--- THE TASK ---
Please repeat the records exactly from their first line, finishing at the line containing "pub use analyser::Spectrum;" and including it.

--- Collected data entries ---
====

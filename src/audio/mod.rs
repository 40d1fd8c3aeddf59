//! Audio capture, playback scheduling, codec and output analysis.

pub mod analyser;
pub mod capture;
pub mod codec;
pub mod playback;
pub mod ring_buffer;
pub mod scheduler;

pub use analyser::Spectrum;
pub use capture::{list_input_devices, list_output_devices, CaptureStream, CpalMicrophone, InputDevice};
pub use codec::{AudioFrame, PlaybackChunk};
pub use playback::{AudioOutput, OutputDevice, Playback, RodioDevice};
pub use scheduler::{ChunkId, Clock, MonotonicClock};
impl ToolDispatcher {
    pub fn new(jobs: Arc<dyn JobStore>, mail: Arc<dyn MailSync>) -> Self {
        Self { jobs, mail }
    }

    pub fn jobs(&self) -> &Arc<dyn JobStore> {
        &self.jobs
    }

    /// Run one invocation. Always returns a result with the invocation's id.
    pub fn dispatch(&self, invocation: &ToolInvocation) -> ToolResult {
        let text = match self.run(invocation) {
            Ok(text) if text.trim().is_empty() => EMPTY_RESULT.to_string(),
            Ok(text) => text,
            Err(e) => {
                warn!(tool = %invocation.name, id = %invocation.id, "Tool call rejected: {}", e);
                format!("Error: {}", e)
            }
        };
        info!(tool = %invocation.name, id = %invocation.id, "Tool call handled");
        ToolResult {
            id: invocation.id.clone(),
            name: invocation.name.clone(),
            text,
        }
    }

    /// Run several invocations in arrival order, one result each.
    pub fn dispatch_all(&self, invocations: &[ToolInvocation]) -> Vec<ToolResult> {
        invocations.iter().map(|inv| self.dispatch(inv)).collect()
    }

    fn run(&self, invocation: &ToolInvocation) -> Result<String, ToolError> {
        let args = &invocation.arguments;
        match invocation.name.as_str() {
            SAVE_JOB_APPLICATION => {
                let job = JobApplication {
                    id: None,
                    company: required_str(args, "company")?,
                    role: required_str(args, "role")?,
                    source: optional_str(args, "source"),
                    date_applied: optional_str(args, "dateApplied"),
                    time_applied: optional_str(args, "timeApplied"),
                    status: optional_status(args)?.unwrap_or_default(),
                };
                Ok(match self.jobs.save(job) {
                    Ok(outcome) => outcome.message(),
                    Err(e) => store_failure(e),
                })
            }
            LIST_JOB_APPLICATIONS => Ok(match self.jobs.list() {
                Ok(jobs) => summarize(&jobs),
                Err(e) => store_failure(e),
            }),
            UPDATE_JOB_STATUS => {
                let company = required_str(args, "company")?;
                let status = optional_status(args)?.ok_or(ToolError::MissingArgument("status"))?;
                Ok(match self.set_status(&company, status) {
                    Ok(Some(job)) => {
                        format!("I've updated your status for {} to {}.", job.company, status)
                    }
                    Ok(None) => format!(
                        "I couldn't find an application for \"{}\" in your tracker.",
                        company
                    ),
                    Err(e) => store_failure(e),
                })
            }
            DELETE_JOB_APPLICATION => {
                let company = required_str(args, "company")?;
                Ok(match self.jobs.delete(&company) {
                    Ok(Some(job)) => {
                        format!("Removed the application for {} from your list.", job.company)
                    }
                    Ok(None) => format!("Could not find a job for {}.", company),
                    Err(e) => store_failure(e),
                })
            }
            SYNC_GMAIL_EMAILS => Ok(match self.mail.trigger_sync() {
                Ok(()) => {
                    "Syncing your Gmail inbox now. I'll update your tracker with anything new."
                        .to_string()
                }
                Err(MailSyncError::AuthorizationExpired) => {
                    MailSyncError::AuthorizationExpired.to_string()
                }
                Err(e) => format!("I couldn't start a Gmail sync: {}.", e),
            }),
            other => Err(ToolError::UnknownTool(other.to_string())),
        }
    }
}

impl ToolDispatcher {
    /// Update only when the status actually changes; a repeated update
    /// (common when the same email is classified twice) leaves the store
    /// untouched.
    fn set_status(
        &self,
        company: &str,
        status: JobStatus,
    ) -> Result<Option<JobApplication>, crate::error::StoreError> {
        match self.jobs.find_by_company(company)? {
            None => Ok(None),
            Some(job) if job.status == status => Ok(Some(job)),
            Some(_) => self.jobs.update_status(company, status),
        }
    }
}

fn store_failure(e: crate::error::StoreError) -> String {
    warn!("Job store operation failed: {}", e);
    format!("Error: I couldn't update your tracker ({}).", e)
}

fn required_str(args: &Map<String, Value>, name: &'static str) -> Result<String, ToolError> {
    match args.get(name) {
        None | Some(Value::Null) => Err(ToolError::MissingArgument(name)),
        Some(Value::String(s)) if s.trim().is_empty() => Err(ToolError::MissingArgument(name)),
        Some(Value::String(s)) => Ok(s.trim().to_string()),
        Some(other) => Err(ToolError::InvalidArgument {
            name,
            reason: format!("expected a string, got {}", other),
        }),
    }
}

fn optional_str(args: &Map<String, Value>, name: &str) -> String {
    match args.get(name) {
        Some(Value::String(s)) => s.trim().to_string(),
        Some(Value::Number(n)) => n.to_string(),
        _ => String::new(),
    }
}

fn optional_status(args: &Map<String, Value>) -> Result<Option<JobStatus>, ToolError> {
    match args.get("status") {
        None | Some(Value::Null) => Ok(None),
        Some(Value::String(s)) => s
            .parse::<JobStatus>()
            .map(Some)
            .map_err(|reason| ToolError::InvalidArgument {
                name: "status",
                reason,
            }),
        Some(other) => Err(ToolError::InvalidArgument {
            name: "status",
            reason: format!("expected a string, got {}", other),
        }),
    }
}
//! Reference-string driver.
//!
//! Feeds a sequence of page references through a replacement policy, one
//! touch per reference in order, and reports the resulting fault count.

use {
    crate::{
        CacheResult,
        FifoCache,
        LruCache,
        OptimalCache,
        PageId,
        PolicyKind,
        ReplacementPolicy,
        SimulationConfig,
        config::checked_capacity,
    },
    std::fmt,
    tracing::{debug, warn},
};

/// Outcome of running a reference string through a policy.
#[derive(Debug, Clone, PartialEq, Eq)]
pub struct Report {
    /// Simulated policy.
    pub policy: PolicyKind,

    /// Number of page frames.
    pub capacity: usize,

    /// Number of references processed.
    pub references: usize,

    /// Number of page faults.
    pub faults: usize,

    /// Number of pages resident at the end of the run.
    pub resident: usize,
}

impl Report {
    /// Number of references that found their page resident.
    pub fn hits(&self) -> usize {
        self.references - self.faults
    }

    /// Fraction of references that faulted, `0.0` for an empty run.
    pub fn fault_rate(&self) -> f64 {
        if self.references == 0 {
            return 0.0;
        }
        self.faults as f64 / self.references as f64
    }
}

impl fmt::Display for Report {
    fn fmt(&self, f: &mut fmt::Formatter<'_>) -> fmt::Result {
        write!(
            f,
            "{}: {} faults, {} hits over {} references ({} frames)",
            self.policy,
            self.faults,
            self.hits(),
            self.references,
            self.capacity
        )
    }
}

/// Touches every reference in order and returns the policy's fault count.
pub fn count_faults<P, R, I>(policy: &mut R, references: I) -> usize
where
    P: PageId,
    R: ReplacementPolicy<P> + ?Sized,
    I: IntoIterator<Item = P>,
{
    for page in references {
        policy.touch(page);
    }
    policy.fault_count()
}

/// Runs the reference string through the configured policy.
///
/// The capacity is validated before any reference is processed, so a bad
/// configuration never yields a partial run.
pub fn simulate<P: PageId>(config: &SimulationConfig, references: &[P]) -> CacheResult<Report> {
    let capacity = checked_capacity(config.capacity).inspect_err(|err| {
        warn!(capacity = config.capacity, policy = %config.policy, "rejected configuration: {err}");
    })?;
    Ok(run(config.policy, capacity, references))
}

/// Runs the reference string through every supported policy.
///
/// Reports come back in [`PolicyKind::ALL`] order.
pub fn compare<P: PageId>(capacity: i64, references: &[P]) -> CacheResult<Vec<Report>> {
    PolicyKind::ALL
        .into_iter()
        .map(|policy| simulate(&SimulationConfig { capacity, policy }, references))
        .collect()
}

fn run<P: PageId>(kind: PolicyKind, capacity: usize, references: &[P]) -> Report {
    debug!(policy = %kind, capacity, references = references.len(), "simulation started");

    let mut policy: Box<dyn ReplacementPolicy<P> + '_> = match kind {
        PolicyKind::Lru => Box::new(LruCache::new(capacity)),
        PolicyKind::Fifo => Box::new(FifoCache::new(capacity)),
        PolicyKind::Optimal => Box::new(OptimalCache::new(capacity, references.iter().cloned())),
    };
    let faults = count_faults(policy.as_mut(), references.iter().cloned());

    let report = Report {
        policy: kind,
        capacity,
        references: references.len(),
        faults,
        resident: policy.resident_count(),
    };
    debug!(%report, "simulation finished");
    report
}
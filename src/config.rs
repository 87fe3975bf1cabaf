use {
    crate::{CacheError, CacheResult},
    std::{fmt, str::FromStr},
};

/// Default number of page frames in a simulated cache.
pub const DEFAULT_CAPACITY: usize = 4096;

/// Replacement policy selector.
#[derive(Debug, Default, Clone, Copy, PartialEq, Eq, Hash)]
pub enum PolicyKind {
    /// Least recently used.
    #[default]
    Lru,

    /// First in, first out.
    Fifo,

    /// Clairvoyant replacement (Belady's MIN). Needs the whole reference
    /// string up front.
    Optimal,
}

impl PolicyKind {
    /// All supported policies, in reporting order.
    pub const ALL: [PolicyKind; 3] = [PolicyKind::Lru, PolicyKind::Fifo, PolicyKind::Optimal];
}

impl fmt::Display for PolicyKind {
    fn fmt(&self, f: &mut fmt::Formatter<'_>) -> fmt::Result {
        let name = match self {
            PolicyKind::Lru => "lru",
            PolicyKind::Fifo => "fifo",
            PolicyKind::Optimal => "optimal",
        };
        f.write_str(name)
    }
}

impl FromStr for PolicyKind {
    type Err = CacheError;

    fn from_str(s: &str) -> CacheResult<Self> {
        match s.trim().to_ascii_lowercase().as_str() {
            "lru" => Ok(PolicyKind::Lru),
            "fifo" => Ok(PolicyKind::Fifo),
            "optimal" | "opt" => Ok(PolicyKind::Optimal),
            _ => Err(CacheError::UnknownPolicy(s.to_owned())),
        }
    }
}

/// Configuration of a reference-string simulation.
#[derive(Debug, Clone, PartialEq, Eq)]
pub struct SimulationConfig {
    /// Number of page frames.
    ///
    /// Kept signed so that configuration sources can express (and the driver
    /// can reject) a negative value before any reference is processed.
    pub capacity: i64,

    /// Replacement policy to simulate.
    pub policy: PolicyKind,
}

impl Default for SimulationConfig {
    fn default() -> Self {
        Self {
            capacity: DEFAULT_CAPACITY as i64,
            policy: PolicyKind::default(),
        }
    }
}

/// Most slots a cache reserves at construction. Larger caches grow their
/// storage as pages become resident.
pub(crate) const PREALLOC_LIMIT: usize = 4096;

/// Number of slots to reserve up front for a cache of `capacity` pages.
pub(crate) fn prealloc(capacity: usize) -> usize {
    capacity.min(PREALLOC_LIMIT)
}

/// Converts a signed capacity into a frame count.
///
/// Only negative values fail on 64-bit targets; `CapacityOverflow` is
/// reachable where `usize` is narrower than `i64`.
pub(crate) fn checked_capacity(capacity: i64) -> CacheResult<usize> {
    if capacity < 0 {
        return Err(CacheError::NegativeCapacity(capacity));
    }
    usize::try_from(capacity).map_err(|_| CacheError::CapacityOverflow(capacity))
}

#[cfg(test)]
mod tests {
    use super::*;

    #[test]
    fn parse_policy_names() {
        assert_eq!("lru".parse::<PolicyKind>(), Ok(PolicyKind::Lru));
        assert_eq!(" FIFO ".parse::<PolicyKind>(), Ok(PolicyKind::Fifo));
        assert_eq!("opt".parse::<PolicyKind>(), Ok(PolicyKind::Optimal));
        assert_eq!("Optimal".parse::<PolicyKind>(), Ok(PolicyKind::Optimal));
        assert_eq!(
            "clock".parse::<PolicyKind>(),
            Err(CacheError::UnknownPolicy("clock".to_owned()))
        );
    }

    #[test]
    fn capacity_validation() {
        assert_eq!(checked_capacity(0), Ok(0));
        assert_eq!(checked_capacity(4), Ok(4));
        assert_eq!(checked_capacity(-1), Err(CacheError::NegativeCapacity(-1)));
        assert_eq!(
            checked_capacity(i64::MIN),
            Err(CacheError::NegativeCapacity(i64::MIN))
        );
    }

    #[test]
    #[cfg(target_pointer_width = "64")]
    fn huge_capacity_is_accepted() {
        assert_eq!(checked_capacity(i64::MAX), Ok(i64::MAX as usize));
    }

    #[test]
    #[cfg(target_pointer_width = "32")]
    fn huge_capacity_overflows() {
        assert_eq!(
            checked_capacity(i64::MAX),
            Err(CacheError::CapacityOverflow(i64::MAX))
        );
    }

    #[test]
    fn prealloc_is_bounded() {
        assert_eq!(prealloc(0), 0);
        assert_eq!(prealloc(16), 16);
        assert_eq!(prealloc(usize::MAX), PREALLOC_LIMIT);
    }

    #[test]
    fn default_config() {
        let config = SimulationConfig::default();
        assert_eq!(config.capacity, DEFAULT_CAPACITY as i64);
        assert_eq!(config.policy, PolicyKind::Lru);
    }
}
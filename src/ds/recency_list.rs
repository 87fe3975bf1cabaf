//! Recency list: resident pages ordered from most to least recently used.
//!
//! Entries are stored in an [`Arena`] and linked through arena handles rather
//! than pointers:
//!
//! ```text
//!   most_recent ─► [h3] ──older──► [h0] ──older──► [h7] ◄─ least_recent
//!                  [h3] ◄──newer── [h0] ◄──newer── [h7]
//! ```
//!
//! Given a handle, every mutation is O(1): `push_front`, `move_to_front` and
//! `pop_back` only relink a constant number of neighbours.

use super::arena::{Arena, Handle};

#[derive(Debug)]
struct Entry<P> {
    page: P,
    /// Next less recently used entry.
    older: Option<Handle>,
    /// Next more recently used entry.
    newer: Option<Handle>,
}

#[derive(Debug)]
pub(crate) struct RecencyList<P> {
    entries: Arena<Entry<P>>,
    most_recent: Option<Handle>,
    least_recent: Option<Handle>,
}

impl<P> RecencyList<P> {
    pub fn with_capacity(capacity: usize) -> Self {
        Self {
            entries: Arena::with_capacity(capacity),
            most_recent: None,
            least_recent: None,
        }
    }

    pub fn len(&self) -> usize {
        self.entries.len()
    }

    pub fn is_empty(&self) -> bool {
        self.most_recent.is_none()
    }

    /// Least recently used page.
    pub fn back(&self) -> Option<&P> {
        self.least_recent
            .and_then(|handle| self.entries.get(handle))
            .map(|entry| &entry.page)
    }

    /// Inserts `page` as the most recently used entry.
    ///
    /// The caller guarantees that the page is not already listed.
    pub fn push_front(&mut self, page: P) -> Handle {
        let handle = self.entries.insert(Entry {
            page,
            older: None,
            newer: None,
        });
        self.attach_front(handle);
        handle
    }

    /// Promotes the entry to the most recently used position.
    pub fn move_to_front(&mut self, handle: Handle) {
        if self.most_recent == Some(handle) {
            return;
        }
        if self.detach(handle).is_none() {
            debug_assert!(false, "move_to_front on a stale handle");
            return;
        }
        self.attach_front(handle);
    }

    /// Removes the least recently used entry and returns its page.
    pub fn pop_back(&mut self) -> Option<P> {
        let handle = self.least_recent?;
        self.detach(handle)?;
        self.entries.remove(handle).map(|entry| entry.page)
    }

    /// Iterates pages from most to least recently used.
    pub fn iter(&self) -> Iter<'_, P> {
        Iter {
            list: self,
            cursor: self.most_recent,
        }
    }

    /// Unlinks the entry from its neighbours, leaving it in the arena.
    fn detach(&mut self, handle: Handle) -> Option<()> {
        let entry = self.entries.get(handle)?;
        let (older, newer) = (entry.older, entry.newer);

        match newer.and_then(|h| self.entries.get_mut(h)) {
            Some(newer) => newer.older = older,
            None => self.most_recent = older,
        }
        match older.and_then(|h| self.entries.get_mut(h)) {
            Some(older) => older.newer = newer,
            None => self.least_recent = newer,
        }
        Some(())
    }

    fn attach_front(&mut self, handle: Handle) {
        let previous = self.most_recent.replace(handle);
        if let Some(entry) = self.entries.get_mut(handle) {
            entry.older = previous;
            entry.newer = None;
        }
        match previous.and_then(|h| self.entries.get_mut(h)) {
            Some(front) => front.newer = Some(handle),
            None => self.least_recent = Some(handle),
        }
    }

    /// Walks the links in both directions and checks them against each other
    /// and the arena.
    #[cfg(test)]
    pub fn validate(&self) {
        let mut forward = Vec::new();
        let mut cursor = self.most_recent;
        let mut expected_newer = None;
        while let Some(handle) = cursor {
            let entry = self.entries.get(handle).expect("dangling older link");
            assert_eq!(entry.newer, expected_newer, "broken newer link");
            forward.push(handle);
            expected_newer = Some(handle);
            cursor = entry.older;
        }
        assert_eq!(self.least_recent, forward.last().copied());
        assert_eq!(forward.len(), self.len());

        let mut backward = Vec::new();
        let mut cursor = self.least_recent;
        while let Some(handle) = cursor {
            backward.push(handle);
            cursor = self.entries.get(handle).expect("dangling newer link").newer;
        }
        backward.reverse();
        assert_eq!(forward, backward);
    }
}

/// Iterator over listed pages, most recently used first.
pub(crate) struct Iter<'a, P> {
    list: &'a RecencyList<P>,
    cursor: Option<Handle>,
}

impl<'a, P> Iterator for Iter<'a, P> {
    type Item = &'a P;

    fn next(&mut self) -> Option<Self::Item> {
        let entry = self.list.entries.get(self.cursor?)?;
        self.cursor = entry.older;
        Some(&entry.page)
    }
}
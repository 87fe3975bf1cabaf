use {
    super::arena::Handle,
    std::{collections::HashMap, hash::Hash},
};

/// Maps resident pages to their recency list handles.
///
/// Kept in lockstep with the recency list by the owning cache: one mapping per
/// listed entry. Inserting a mapped page or removing an unmapped one is a bug
/// in the caller and trips an assertion in debug builds.
#[derive(Debug)]
pub(crate) struct Index<P> {
    handles: HashMap<P, Handle>,
}

impl<P: Hash + Eq> Index<P> {
    pub fn with_capacity(capacity: usize) -> Self {
        Self {
            handles: HashMap::with_capacity(capacity),
        }
    }

    pub fn lookup(&self, page: &P) -> Option<Handle> {
        self.handles.get(page).copied()
    }

    pub fn insert(&mut self, page: P, handle: Handle) {
        let previous = self.handles.insert(page, handle);
        debug_assert!(previous.is_none(), "page is already indexed");
    }

    pub fn remove(&mut self, page: &P) {
        let removed = self.handles.remove(page);
        debug_assert!(removed.is_some(), "page is not indexed");
    }

    pub fn len(&self) -> usize {
        self.handles.len()
    }
}
//! Slot arena holding recency list entries.
//!
//! Entries are addressed by [`Handle`]s, plain indices into a vector of slots.
//! Removing an entry vacates its slot and threads it onto an embedded free
//! list, so a cache of capacity `n` never grows past `n` slots no matter how
//! many evictions it performs.

use std::mem;

/// Stable reference to an arena slot.
#[derive(Debug, Clone, Copy, PartialEq, Eq, Hash)]
pub(crate) struct Handle(usize);

#[derive(Debug)]
enum Slot<T> {
    Occupied(T),
    /// Free slot, linked to the next free one.
    Vacant(Option<usize>),
}

#[derive(Debug)]
pub(crate) struct Arena<T> {
    slots: Vec<Slot<T>>,
    next_free: Option<usize>,
    len: usize,
}

impl<T> Arena<T> {
    pub fn with_capacity(capacity: usize) -> Self {
        Self {
            slots: Vec::with_capacity(capacity),
            next_free: None,
            len: 0,
        }
    }

    pub fn len(&self) -> usize {
        self.len
    }

    /// Stores `value`, reusing a vacated slot when one is available.
    pub fn insert(&mut self, value: T) -> Handle {
        let idx = match self.next_free {
            Some(idx) => {
                let slot = mem::replace(&mut self.slots[idx], Slot::Occupied(value));
                debug_assert!(matches!(slot, Slot::Vacant(_)), "free list points at live slot");
                if let Slot::Vacant(next) = slot {
                    self.next_free = next;
                }
                idx
            }
            None => {
                self.slots.push(Slot::Occupied(value));
                self.slots.len() - 1
            }
        };
        self.len += 1;
        Handle(idx)
    }

    /// Vacates the slot and returns its value, or `None` if it is already
    /// free.
    pub fn remove(&mut self, handle: Handle) -> Option<T> {
        let slot = self.slots.get_mut(handle.0)?;
        if let Slot::Vacant(_) = slot {
            return None;
        }
        match mem::replace(slot, Slot::Vacant(self.next_free)) {
            Slot::Occupied(value) => {
                self.next_free = Some(handle.0);
                self.len -= 1;
                Some(value)
            }
            Slot::Vacant(_) => None,
        }
    }

    pub fn get(&self, handle: Handle) -> Option<&T> {
        match self.slots.get(handle.0)? {
            Slot::Occupied(value) => Some(value),
            Slot::Vacant(_) => None,
        }
    }

    pub fn get_mut(&mut self, handle: Handle) -> Option<&mut T> {
        match self.slots.get_mut(handle.0)? {
            Slot::Occupied(value) => Some(value),
            Slot::Vacant(_) => None,
        }
    }

    #[cfg(test)]
    fn slot_count(&self) -> usize {
        self.slots.len()
    }
}
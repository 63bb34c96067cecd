//! HTTP server setup and configuration.
//!
//! # Responsibilities
//! - Create Axum Router with the catch-all handler
//! - Wire up middleware (request ID, tracing, outer timeout)
//! - Bind server to a plain or TLS listener
//! - Dispatch every request to the edge router
//! - Record per-request metrics

use std::net::SocketAddr;
use std::sync::Arc;
use std::time::{Duration, Instant};

use axum::{
    body::Body,
    extract::State,
    http::Request,
    response::Response,
    routing::any,
    Router,
};
use axum_server::tls_rustls::RustlsConfig;
use tokio::net::TcpListener;
use tower::ServiceBuilder;
use tower_http::{
    request_id::{PropagateRequestIdLayer, SetRequestIdLayer},
    timeout::TimeoutLayer,
    trace::TraceLayer,
};

use crate::config::{ProxyConfig, TlsConfig};
use crate::http::request::{request_id, MakeRequestUuid};
use crate::lifecycle::{build_router, build_router_with_store, ShutdownSignal, StartupError};
use crate::observability::metrics;
use crate::routing::EdgeRouter;
use crate::store::SnapshotStore;

/// How long in-flight requests get to finish on TLS shutdown.
const TLS_DRAIN_GRACE: Duration = Duration::from_secs(10);

/// Application state injected into handlers.
#[derive(Clone)]
pub struct AppState {
    pub router: Arc<EdgeRouter>,
}

/// HTTP server for the prerender proxy.
pub struct HttpServer {
    router: Router,
}

impl HttpServer {
    /// Create a server with the store named in the configuration.
    pub fn new(config: ProxyConfig) -> Result<Self, StartupError> {
        let edge = build_router(&config)?;
        Ok(Self::from_edge_router(&config, edge))
    }

    /// Create a server around an existing snapshot store.
    pub fn with_store(config: ProxyConfig, store: Arc<dyn SnapshotStore>) -> Result<Self, StartupError> {
        let edge = build_router_with_store(&config, store)?;
        Ok(Self::from_edge_router(&config, edge))
    }

    fn from_edge_router(config: &ProxyConfig, edge: EdgeRouter) -> Self {
        let state = AppState {
            router: Arc::new(edge),
        };
        Self {
            router: Self::build_router(config, state),
        }
    }

    /// Build the Axum router with all middleware layers.
    #[allow(deprecated)]
    fn build_router(config: &ProxyConfig, state: AppState) -> Router {
        Router::new()
            .route("/", any(proxy_handler))
            .route("/{*path}", any(proxy_handler))
            .with_state(state)
            .layer(
                ServiceBuilder::new()
                    .layer(SetRequestIdLayer::x_request_id(MakeRequestUuid))
                    .layer(TraceLayer::new_for_http())
                    .layer(TimeoutLayer::new(Duration::from_secs(config.timeouts.request_secs)))
                    .layer(PropagateRequestIdLayer::x_request_id()),
            )
    }

    /// Run the server on a bound listener until `shutdown` fires.
    pub async fn run(
        self,
        listener: TcpListener,
        shutdown: ShutdownSignal,
    ) -> Result<(), std::io::Error> {
        let addr = listener.local_addr()?;
        tracing::info!(address = %addr, "HTTP server starting");

        axum::serve(listener, self.router.into_make_service())
            .with_graceful_shutdown(shutdown.recv())
            .await?;

        tracing::info!("HTTP server stopped");
        Ok(())
    }

    /// Run the server with TLS termination until `shutdown` fires.
    pub async fn run_tls(
        self,
        addr: SocketAddr,
        tls: &TlsConfig,
        shutdown: ShutdownSignal,
    ) -> Result<(), std::io::Error> {
        let rustls = RustlsConfig::from_pem_file(&tls.cert_path, &tls.key_path).await?;
        let handle = axum_server::Handle::new();

        let drain = handle.clone();
        tokio::spawn(async move {
            shutdown.recv().await;
            drain.graceful_shutdown(Some(TLS_DRAIN_GRACE));
        });

        tracing::info!(address = %addr, "HTTPS server starting");
        axum_server::bind_rustls(addr, rustls)
            .handle(handle)
            .serve(self.router.into_make_service())
            .await?;

        tracing::info!("HTTPS server stopped");
        Ok(())
    }
}

/// Main handler: every method and path lands here.
async fn proxy_handler(State(state): State<AppState>, request: Request<Body>) -> Response {
    let start_time = Instant::now();
    let (parts, _body) = request.into_parts();
    let request_id = request_id(&parts.headers);

    tracing::debug!(
        request_id = %request_id,
        method = %parts.method,
        path = %parts.uri.path(),
        "Handling request"
    );

    let routed = state
        .router
        .handle(&parts.method, &parts.uri, &parts.headers)
        .await;

    let status = routed.response.status();
    tracing::info!(
        request_id = %request_id,
        method = %parts.method,
        path = %parts.uri.path(),
        status = status.as_u16(),
        served_by = routed.served_by.as_str(),
        elapsed_ms = start_time.elapsed().as_millis() as u64,
        "Request served"
    );
    metrics::record_request(
        parts.method.as_str(),
        status.as_u16(),
        routed.served_by.as_str(),
        start_time,
    );

    routed.response
}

====

--- RESPONSE BELOW ---
filename src/audio/mod.rs
repository 40d1fd8c3aeddf59
//! Audio capture, playback scheduling, codec and output analysis.

pub mod analyser;
pub mod capture;
pub mod codec;
pub mod playback;
pub mod ring_buffer;
pub mod scheduler;

pub use analyser::Spectrum;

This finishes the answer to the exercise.